PROMPT: Among the entries below, find the line with "row onto the", then quote it and each following line up to and including the line with "on shape: missing", and nothing else.

(Stored data)
########################################

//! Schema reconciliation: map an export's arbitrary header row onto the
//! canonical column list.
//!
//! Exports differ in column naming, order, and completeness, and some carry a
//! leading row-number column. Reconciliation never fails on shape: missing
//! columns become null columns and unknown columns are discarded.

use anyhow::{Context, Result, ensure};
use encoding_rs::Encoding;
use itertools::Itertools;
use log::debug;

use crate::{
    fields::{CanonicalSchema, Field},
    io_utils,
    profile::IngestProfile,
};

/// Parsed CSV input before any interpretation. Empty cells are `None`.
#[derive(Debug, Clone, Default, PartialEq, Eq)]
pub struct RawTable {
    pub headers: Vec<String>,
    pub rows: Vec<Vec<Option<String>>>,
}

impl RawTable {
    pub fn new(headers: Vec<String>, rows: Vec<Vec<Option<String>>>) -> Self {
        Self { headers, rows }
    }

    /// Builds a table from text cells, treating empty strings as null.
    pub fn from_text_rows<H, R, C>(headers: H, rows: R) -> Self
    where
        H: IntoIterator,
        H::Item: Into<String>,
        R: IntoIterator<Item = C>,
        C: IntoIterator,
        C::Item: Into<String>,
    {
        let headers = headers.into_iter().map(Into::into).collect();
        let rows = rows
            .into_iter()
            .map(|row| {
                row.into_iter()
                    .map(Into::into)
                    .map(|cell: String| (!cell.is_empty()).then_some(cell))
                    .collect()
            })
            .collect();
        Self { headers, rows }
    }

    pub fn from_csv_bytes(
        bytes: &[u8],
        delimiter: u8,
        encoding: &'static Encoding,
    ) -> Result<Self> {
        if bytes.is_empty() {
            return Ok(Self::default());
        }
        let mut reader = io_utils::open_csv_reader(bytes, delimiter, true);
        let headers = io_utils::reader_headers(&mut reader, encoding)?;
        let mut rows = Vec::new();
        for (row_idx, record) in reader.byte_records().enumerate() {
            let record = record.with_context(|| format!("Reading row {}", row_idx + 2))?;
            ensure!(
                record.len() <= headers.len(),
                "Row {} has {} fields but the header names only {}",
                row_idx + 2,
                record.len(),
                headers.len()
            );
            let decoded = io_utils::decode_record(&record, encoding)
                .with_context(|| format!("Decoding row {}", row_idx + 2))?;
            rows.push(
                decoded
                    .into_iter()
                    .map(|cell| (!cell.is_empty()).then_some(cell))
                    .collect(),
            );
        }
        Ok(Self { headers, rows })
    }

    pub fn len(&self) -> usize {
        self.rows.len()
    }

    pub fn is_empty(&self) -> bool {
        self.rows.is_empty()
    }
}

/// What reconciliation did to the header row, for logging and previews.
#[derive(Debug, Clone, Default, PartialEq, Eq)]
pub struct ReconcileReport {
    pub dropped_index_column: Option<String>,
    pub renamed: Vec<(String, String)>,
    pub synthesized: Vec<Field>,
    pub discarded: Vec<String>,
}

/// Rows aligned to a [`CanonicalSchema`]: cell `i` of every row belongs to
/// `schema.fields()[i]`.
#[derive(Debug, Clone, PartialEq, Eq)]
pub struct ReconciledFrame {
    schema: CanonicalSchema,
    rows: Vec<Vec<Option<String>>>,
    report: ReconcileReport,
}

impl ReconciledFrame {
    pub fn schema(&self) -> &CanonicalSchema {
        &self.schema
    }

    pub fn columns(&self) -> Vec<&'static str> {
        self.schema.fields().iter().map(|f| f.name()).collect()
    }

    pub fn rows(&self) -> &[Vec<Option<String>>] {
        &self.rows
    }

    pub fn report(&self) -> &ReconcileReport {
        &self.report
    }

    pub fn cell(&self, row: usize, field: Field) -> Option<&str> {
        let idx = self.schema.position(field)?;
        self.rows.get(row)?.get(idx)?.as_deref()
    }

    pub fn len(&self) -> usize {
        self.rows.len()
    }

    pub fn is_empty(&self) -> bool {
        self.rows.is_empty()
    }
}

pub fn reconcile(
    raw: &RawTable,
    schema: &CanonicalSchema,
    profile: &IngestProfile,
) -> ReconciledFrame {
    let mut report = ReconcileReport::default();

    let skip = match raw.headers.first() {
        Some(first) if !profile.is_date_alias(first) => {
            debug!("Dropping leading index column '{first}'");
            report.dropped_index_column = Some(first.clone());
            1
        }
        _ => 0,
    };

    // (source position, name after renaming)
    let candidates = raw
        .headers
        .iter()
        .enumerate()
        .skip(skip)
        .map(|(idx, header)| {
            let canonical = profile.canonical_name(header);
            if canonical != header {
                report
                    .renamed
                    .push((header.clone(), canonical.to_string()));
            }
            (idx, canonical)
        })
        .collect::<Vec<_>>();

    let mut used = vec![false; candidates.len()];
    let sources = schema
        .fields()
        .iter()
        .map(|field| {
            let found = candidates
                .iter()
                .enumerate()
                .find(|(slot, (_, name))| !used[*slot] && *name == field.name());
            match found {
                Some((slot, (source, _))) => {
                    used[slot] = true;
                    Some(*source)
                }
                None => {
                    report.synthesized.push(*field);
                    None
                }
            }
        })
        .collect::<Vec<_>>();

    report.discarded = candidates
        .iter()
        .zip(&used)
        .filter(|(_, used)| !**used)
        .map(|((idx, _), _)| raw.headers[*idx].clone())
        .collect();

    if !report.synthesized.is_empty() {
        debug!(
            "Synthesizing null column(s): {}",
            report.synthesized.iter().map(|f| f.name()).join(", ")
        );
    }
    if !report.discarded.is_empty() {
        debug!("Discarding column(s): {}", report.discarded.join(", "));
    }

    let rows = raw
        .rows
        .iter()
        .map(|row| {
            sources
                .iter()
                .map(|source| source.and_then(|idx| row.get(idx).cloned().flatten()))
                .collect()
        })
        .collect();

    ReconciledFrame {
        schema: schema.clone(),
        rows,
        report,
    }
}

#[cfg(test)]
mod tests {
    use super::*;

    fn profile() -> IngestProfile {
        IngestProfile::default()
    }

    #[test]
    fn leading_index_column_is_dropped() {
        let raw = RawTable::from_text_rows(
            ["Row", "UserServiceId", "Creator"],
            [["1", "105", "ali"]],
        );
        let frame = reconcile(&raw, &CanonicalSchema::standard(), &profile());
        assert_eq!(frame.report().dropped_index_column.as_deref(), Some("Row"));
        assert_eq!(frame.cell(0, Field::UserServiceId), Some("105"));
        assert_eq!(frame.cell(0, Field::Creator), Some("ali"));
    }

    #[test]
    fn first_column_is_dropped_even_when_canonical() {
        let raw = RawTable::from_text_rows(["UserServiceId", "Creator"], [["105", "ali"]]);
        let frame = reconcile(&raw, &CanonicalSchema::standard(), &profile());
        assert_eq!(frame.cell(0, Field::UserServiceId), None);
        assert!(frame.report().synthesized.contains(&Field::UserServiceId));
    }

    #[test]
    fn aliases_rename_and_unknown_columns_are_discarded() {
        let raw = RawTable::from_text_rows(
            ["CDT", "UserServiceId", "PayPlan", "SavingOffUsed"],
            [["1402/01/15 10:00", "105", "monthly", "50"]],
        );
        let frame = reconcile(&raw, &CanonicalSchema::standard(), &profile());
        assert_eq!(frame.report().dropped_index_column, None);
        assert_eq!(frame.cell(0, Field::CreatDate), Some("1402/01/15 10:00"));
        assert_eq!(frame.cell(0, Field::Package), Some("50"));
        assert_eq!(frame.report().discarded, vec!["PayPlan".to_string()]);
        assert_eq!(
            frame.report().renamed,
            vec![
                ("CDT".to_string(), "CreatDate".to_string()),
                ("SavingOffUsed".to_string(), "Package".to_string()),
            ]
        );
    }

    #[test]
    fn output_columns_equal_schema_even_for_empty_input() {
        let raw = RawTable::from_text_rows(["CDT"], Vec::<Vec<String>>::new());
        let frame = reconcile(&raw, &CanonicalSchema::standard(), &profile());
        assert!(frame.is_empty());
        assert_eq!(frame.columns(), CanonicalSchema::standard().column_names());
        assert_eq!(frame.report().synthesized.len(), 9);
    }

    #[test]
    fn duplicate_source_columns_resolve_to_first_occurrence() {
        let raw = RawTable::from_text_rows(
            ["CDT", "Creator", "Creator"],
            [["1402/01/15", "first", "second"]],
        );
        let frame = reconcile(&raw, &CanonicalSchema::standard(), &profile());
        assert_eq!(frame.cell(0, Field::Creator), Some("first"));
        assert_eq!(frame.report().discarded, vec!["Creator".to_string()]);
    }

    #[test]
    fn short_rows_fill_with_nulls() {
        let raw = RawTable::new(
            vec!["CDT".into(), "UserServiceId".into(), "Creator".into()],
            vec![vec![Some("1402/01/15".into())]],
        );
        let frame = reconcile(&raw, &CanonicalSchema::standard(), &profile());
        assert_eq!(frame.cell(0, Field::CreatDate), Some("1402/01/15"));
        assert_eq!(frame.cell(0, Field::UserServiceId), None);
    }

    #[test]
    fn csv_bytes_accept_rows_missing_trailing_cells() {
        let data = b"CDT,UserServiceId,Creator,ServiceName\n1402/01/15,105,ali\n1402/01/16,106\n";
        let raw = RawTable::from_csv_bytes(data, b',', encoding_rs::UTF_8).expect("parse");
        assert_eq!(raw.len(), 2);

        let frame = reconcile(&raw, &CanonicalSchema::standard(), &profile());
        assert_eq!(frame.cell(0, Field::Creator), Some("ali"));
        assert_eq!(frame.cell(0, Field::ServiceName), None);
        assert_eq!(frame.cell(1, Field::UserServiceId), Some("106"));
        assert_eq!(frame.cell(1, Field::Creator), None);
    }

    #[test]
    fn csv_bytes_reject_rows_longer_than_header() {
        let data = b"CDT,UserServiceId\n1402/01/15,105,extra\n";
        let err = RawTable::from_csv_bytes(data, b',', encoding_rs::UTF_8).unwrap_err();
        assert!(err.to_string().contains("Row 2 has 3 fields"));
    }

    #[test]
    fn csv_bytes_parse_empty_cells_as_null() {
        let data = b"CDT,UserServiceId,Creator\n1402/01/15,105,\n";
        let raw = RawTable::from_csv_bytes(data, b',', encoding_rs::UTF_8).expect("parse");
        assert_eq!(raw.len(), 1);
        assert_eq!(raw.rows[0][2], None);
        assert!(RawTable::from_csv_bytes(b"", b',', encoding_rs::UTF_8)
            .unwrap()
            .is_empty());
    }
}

########################################

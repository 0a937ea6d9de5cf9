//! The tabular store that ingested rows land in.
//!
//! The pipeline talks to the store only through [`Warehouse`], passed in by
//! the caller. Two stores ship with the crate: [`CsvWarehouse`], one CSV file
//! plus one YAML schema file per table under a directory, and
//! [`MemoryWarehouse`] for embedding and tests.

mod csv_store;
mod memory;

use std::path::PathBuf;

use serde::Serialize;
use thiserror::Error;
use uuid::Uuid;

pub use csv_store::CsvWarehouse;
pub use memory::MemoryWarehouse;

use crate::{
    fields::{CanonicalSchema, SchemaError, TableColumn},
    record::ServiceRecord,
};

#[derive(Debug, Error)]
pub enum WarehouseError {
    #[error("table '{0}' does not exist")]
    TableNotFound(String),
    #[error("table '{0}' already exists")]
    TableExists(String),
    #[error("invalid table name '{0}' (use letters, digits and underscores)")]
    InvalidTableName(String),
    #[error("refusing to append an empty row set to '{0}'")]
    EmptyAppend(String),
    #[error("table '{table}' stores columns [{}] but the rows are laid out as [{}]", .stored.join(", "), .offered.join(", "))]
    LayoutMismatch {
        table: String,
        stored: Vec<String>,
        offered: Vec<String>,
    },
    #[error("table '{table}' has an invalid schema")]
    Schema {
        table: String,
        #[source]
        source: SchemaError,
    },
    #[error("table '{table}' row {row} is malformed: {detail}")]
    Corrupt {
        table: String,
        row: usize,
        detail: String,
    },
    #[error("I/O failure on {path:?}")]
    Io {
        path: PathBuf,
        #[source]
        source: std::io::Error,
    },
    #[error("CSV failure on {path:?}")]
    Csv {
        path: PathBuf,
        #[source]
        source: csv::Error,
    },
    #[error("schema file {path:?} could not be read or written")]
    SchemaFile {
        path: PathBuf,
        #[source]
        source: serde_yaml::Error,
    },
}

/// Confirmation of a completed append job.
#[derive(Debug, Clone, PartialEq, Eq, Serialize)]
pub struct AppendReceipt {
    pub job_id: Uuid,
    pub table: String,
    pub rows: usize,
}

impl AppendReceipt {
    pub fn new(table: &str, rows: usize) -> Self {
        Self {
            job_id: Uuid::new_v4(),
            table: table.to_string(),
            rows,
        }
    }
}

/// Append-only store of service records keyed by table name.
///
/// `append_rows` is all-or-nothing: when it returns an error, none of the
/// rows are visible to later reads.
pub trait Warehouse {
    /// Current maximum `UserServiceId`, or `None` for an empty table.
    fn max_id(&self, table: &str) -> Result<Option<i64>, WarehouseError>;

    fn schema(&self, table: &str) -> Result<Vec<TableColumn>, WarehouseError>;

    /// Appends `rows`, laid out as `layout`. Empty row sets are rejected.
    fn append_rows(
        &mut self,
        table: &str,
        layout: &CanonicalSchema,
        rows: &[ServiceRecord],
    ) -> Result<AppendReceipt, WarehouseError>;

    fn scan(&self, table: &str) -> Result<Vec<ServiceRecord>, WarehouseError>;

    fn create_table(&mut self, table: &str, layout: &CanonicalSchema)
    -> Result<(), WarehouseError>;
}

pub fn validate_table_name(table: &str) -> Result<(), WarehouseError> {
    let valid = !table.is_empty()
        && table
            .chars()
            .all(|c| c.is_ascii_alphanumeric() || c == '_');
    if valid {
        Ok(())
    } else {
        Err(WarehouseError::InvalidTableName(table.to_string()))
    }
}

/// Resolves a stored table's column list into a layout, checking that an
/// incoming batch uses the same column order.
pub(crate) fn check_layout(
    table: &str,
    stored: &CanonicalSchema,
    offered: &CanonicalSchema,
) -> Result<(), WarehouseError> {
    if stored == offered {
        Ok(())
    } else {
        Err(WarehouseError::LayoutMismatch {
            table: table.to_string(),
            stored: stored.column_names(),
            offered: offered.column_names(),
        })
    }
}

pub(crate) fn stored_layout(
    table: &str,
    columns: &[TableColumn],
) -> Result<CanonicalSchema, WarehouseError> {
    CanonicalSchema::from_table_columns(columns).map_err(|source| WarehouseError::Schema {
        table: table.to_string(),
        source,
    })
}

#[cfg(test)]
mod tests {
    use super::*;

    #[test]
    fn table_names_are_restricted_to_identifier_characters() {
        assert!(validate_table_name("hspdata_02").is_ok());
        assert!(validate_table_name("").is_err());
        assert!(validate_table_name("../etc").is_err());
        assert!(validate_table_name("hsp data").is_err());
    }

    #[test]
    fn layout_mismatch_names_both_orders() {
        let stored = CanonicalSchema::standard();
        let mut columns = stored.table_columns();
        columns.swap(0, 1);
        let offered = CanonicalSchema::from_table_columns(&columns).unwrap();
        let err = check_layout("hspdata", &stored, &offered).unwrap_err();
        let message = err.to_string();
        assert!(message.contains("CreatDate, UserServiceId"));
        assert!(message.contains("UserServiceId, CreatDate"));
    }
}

########################################

ANSWER AREA:
//! Schema reconciliation: map an export's arbitrary header row onto the
//! canonical column list.
//!
//! Exports differ in column naming, order, and completeness, and some carry a
//! leading row-number column. Reconciliation never fails on shape: missing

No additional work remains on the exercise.